Start of Extracted material

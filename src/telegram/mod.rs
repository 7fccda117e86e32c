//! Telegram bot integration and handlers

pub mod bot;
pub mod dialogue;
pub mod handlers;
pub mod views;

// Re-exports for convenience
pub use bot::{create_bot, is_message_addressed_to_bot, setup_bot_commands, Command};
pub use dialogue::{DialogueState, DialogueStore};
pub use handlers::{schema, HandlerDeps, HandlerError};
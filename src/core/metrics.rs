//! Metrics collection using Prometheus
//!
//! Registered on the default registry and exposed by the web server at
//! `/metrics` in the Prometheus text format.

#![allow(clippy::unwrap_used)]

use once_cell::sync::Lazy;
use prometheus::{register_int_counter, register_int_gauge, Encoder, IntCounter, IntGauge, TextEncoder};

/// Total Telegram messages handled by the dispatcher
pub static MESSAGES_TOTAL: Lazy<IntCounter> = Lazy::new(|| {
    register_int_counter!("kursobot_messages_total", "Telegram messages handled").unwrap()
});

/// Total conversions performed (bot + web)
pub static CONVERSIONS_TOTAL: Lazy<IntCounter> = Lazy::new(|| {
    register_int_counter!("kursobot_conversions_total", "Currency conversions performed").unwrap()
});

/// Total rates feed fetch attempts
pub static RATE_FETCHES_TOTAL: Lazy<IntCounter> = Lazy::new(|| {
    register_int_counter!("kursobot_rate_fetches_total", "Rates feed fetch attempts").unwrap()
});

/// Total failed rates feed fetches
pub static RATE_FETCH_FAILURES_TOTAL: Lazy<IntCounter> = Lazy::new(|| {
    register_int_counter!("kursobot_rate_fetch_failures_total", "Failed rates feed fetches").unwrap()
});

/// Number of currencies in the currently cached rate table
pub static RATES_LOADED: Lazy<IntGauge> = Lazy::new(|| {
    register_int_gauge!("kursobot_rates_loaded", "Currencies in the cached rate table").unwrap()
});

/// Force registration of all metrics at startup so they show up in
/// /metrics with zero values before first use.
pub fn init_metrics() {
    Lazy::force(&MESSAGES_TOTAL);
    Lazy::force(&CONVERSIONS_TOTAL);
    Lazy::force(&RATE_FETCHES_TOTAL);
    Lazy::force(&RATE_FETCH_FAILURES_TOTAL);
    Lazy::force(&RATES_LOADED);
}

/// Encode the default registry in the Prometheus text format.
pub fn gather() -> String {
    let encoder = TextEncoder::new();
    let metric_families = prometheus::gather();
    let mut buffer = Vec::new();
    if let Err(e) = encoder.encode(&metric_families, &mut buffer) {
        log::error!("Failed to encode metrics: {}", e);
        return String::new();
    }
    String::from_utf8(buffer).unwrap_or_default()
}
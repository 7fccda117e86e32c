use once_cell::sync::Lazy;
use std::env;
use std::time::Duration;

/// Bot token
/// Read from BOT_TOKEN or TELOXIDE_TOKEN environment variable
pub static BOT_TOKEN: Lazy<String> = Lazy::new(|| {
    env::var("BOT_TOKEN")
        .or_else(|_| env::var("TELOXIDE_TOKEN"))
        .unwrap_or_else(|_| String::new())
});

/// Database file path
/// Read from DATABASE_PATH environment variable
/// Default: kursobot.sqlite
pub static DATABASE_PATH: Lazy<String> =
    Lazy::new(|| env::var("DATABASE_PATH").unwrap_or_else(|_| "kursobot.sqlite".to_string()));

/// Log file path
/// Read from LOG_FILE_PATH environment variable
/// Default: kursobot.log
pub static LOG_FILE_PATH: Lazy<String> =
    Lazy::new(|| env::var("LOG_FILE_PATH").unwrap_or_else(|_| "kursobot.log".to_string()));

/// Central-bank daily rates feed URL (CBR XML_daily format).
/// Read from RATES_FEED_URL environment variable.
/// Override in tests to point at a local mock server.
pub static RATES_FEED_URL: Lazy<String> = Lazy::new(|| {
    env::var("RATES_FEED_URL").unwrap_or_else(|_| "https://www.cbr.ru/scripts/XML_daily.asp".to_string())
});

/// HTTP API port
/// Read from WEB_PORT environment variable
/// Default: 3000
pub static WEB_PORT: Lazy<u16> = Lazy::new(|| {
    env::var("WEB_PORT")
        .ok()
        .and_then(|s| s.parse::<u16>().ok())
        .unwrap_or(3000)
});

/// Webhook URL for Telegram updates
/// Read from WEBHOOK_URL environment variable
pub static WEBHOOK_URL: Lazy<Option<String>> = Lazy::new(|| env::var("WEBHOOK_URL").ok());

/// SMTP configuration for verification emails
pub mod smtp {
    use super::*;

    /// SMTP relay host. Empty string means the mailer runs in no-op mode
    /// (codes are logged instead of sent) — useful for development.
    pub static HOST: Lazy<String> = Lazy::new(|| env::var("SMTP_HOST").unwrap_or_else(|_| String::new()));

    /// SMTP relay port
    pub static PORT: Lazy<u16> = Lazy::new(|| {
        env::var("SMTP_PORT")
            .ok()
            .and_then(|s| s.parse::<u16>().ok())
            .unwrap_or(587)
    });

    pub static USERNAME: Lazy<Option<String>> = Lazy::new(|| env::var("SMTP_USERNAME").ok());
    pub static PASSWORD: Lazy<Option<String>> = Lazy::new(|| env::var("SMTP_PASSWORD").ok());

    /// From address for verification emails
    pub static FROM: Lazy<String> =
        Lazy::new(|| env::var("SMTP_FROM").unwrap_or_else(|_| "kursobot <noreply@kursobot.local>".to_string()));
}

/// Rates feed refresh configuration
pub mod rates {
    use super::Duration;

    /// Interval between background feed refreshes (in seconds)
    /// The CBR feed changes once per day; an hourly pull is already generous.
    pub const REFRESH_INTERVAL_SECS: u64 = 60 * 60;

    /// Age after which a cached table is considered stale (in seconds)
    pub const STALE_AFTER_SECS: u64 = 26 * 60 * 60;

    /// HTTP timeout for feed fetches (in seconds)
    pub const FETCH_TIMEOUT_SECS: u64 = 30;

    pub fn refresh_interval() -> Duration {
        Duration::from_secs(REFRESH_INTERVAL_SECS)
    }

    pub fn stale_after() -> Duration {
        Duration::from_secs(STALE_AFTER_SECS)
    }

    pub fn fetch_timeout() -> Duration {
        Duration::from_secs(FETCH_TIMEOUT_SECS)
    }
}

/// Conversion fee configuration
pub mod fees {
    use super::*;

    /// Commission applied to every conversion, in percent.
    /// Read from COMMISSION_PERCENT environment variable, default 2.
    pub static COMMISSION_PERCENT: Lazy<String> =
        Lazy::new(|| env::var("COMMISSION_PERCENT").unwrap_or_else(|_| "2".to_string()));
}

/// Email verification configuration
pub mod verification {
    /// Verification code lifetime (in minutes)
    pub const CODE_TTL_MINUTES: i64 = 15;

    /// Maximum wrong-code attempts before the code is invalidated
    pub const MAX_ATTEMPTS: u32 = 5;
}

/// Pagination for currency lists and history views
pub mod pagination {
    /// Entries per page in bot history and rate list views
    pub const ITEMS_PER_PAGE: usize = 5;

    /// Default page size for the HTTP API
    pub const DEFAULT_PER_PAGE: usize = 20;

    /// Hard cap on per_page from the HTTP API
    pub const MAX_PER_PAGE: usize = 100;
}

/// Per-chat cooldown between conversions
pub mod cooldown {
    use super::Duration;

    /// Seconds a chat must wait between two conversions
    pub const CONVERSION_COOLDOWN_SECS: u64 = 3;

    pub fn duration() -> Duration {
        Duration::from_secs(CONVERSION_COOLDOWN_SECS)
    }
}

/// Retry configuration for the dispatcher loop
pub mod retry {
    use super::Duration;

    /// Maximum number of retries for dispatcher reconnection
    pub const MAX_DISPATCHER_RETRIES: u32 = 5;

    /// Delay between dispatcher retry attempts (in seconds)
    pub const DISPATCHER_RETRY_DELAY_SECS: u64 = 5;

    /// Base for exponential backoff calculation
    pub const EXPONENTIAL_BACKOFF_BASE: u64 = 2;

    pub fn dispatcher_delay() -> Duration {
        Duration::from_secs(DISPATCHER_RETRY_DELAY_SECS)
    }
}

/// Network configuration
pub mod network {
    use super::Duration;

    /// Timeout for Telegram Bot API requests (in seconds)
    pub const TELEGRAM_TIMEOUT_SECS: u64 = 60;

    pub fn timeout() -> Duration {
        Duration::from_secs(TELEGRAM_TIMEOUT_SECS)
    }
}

End of Extracted material
Start of Extracted material

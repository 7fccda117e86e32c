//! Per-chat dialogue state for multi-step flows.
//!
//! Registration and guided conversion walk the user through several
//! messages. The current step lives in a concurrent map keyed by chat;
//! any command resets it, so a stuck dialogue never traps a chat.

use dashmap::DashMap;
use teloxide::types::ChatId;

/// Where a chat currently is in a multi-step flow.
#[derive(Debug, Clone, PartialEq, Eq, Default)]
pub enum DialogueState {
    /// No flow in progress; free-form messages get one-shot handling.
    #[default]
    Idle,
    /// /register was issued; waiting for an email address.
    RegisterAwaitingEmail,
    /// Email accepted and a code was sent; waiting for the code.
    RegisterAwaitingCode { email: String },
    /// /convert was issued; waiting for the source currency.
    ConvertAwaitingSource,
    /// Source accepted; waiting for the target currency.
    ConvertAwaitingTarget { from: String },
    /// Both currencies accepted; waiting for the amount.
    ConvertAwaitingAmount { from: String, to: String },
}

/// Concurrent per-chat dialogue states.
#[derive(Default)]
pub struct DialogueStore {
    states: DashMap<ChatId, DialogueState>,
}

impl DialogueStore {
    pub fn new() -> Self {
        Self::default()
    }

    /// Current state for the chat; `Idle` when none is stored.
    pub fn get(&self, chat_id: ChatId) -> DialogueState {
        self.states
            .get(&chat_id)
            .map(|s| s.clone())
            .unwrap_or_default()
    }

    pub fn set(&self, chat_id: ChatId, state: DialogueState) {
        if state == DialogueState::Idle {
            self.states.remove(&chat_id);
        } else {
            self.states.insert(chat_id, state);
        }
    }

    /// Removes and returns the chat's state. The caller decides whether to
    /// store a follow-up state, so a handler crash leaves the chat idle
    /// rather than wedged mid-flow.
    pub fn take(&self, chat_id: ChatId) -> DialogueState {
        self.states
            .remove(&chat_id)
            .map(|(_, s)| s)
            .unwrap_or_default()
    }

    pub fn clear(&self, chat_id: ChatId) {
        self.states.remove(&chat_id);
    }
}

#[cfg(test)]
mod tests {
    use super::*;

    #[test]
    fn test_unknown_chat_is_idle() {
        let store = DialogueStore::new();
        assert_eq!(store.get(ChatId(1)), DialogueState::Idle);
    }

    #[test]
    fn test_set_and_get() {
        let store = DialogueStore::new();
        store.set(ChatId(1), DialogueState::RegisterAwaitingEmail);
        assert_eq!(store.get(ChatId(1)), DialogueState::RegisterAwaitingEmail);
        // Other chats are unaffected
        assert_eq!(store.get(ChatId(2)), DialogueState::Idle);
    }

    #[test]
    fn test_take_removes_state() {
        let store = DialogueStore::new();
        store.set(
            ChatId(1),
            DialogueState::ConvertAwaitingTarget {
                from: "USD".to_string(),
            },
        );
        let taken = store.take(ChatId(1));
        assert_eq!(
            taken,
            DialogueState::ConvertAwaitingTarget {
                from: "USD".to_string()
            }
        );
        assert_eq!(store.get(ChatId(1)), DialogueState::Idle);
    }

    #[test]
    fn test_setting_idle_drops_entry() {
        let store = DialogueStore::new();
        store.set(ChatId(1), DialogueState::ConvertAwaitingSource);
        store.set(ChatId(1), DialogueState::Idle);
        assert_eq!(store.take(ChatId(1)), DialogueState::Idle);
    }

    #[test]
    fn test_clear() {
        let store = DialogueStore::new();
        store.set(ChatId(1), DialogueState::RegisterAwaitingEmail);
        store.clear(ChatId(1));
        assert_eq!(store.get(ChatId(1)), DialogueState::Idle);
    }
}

End of Extracted material

Search the entries for the word "views" and show every line that has it.

pub mod views;
/// Pagination for currency lists and history views
    /// Entries per page in bot history and rate list views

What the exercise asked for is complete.